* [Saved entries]
_ _ _

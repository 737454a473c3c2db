use bugrelay_protocol::console_log::LogLevel;

use crate::arg::{ConsoleArg, flatten_args};

/// The real destination of console output.
///
/// The sink plays the role of the saved original logging functions: it
/// receives every console call exactly as the host issued it, whether or not
/// capture is active. Recording never alters or suppresses what reaches it.
pub trait LogSink: Send + Sync {
    fn write(&self, level: LogLevel, args: &[ConsoleArg]);
}

impl<S: LogSink> LogSink for std::sync::Arc<S> {
    fn write(&self, level: LogLevel, args: &[ConsoleArg]) {
        (**self).write(level, args);
    }
}

/// Stock sink forwarding console output to the `tracing` macros.
#[derive(Debug, Default)]
pub struct TracingSink;

impl LogSink for TracingSink {
    fn write(&self, level: LogLevel, args: &[ConsoleArg]) {
        let message = flatten_args(args);
        match level {
            LogLevel::Log | LogLevel::Info => tracing::info!(target: "console", "{message}"),
            LogLevel::Warn => tracing::warn!(target: "console", "{message}"),
            LogLevel::Error => tracing::error!(target: "console", "{message}"),
            LogLevel::Debug => tracing::debug!(target: "console", "{message}"),
        }
    }
}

_ _ _

* [ASSIGNMENT] The answer must consist of every line from the entries that holds the string "impl".

* [SOLUTION FOR THIS TASK]
impl<S: LogSink> LogSink for std::sync::Arc<S> {
impl LogSink for TracingSink {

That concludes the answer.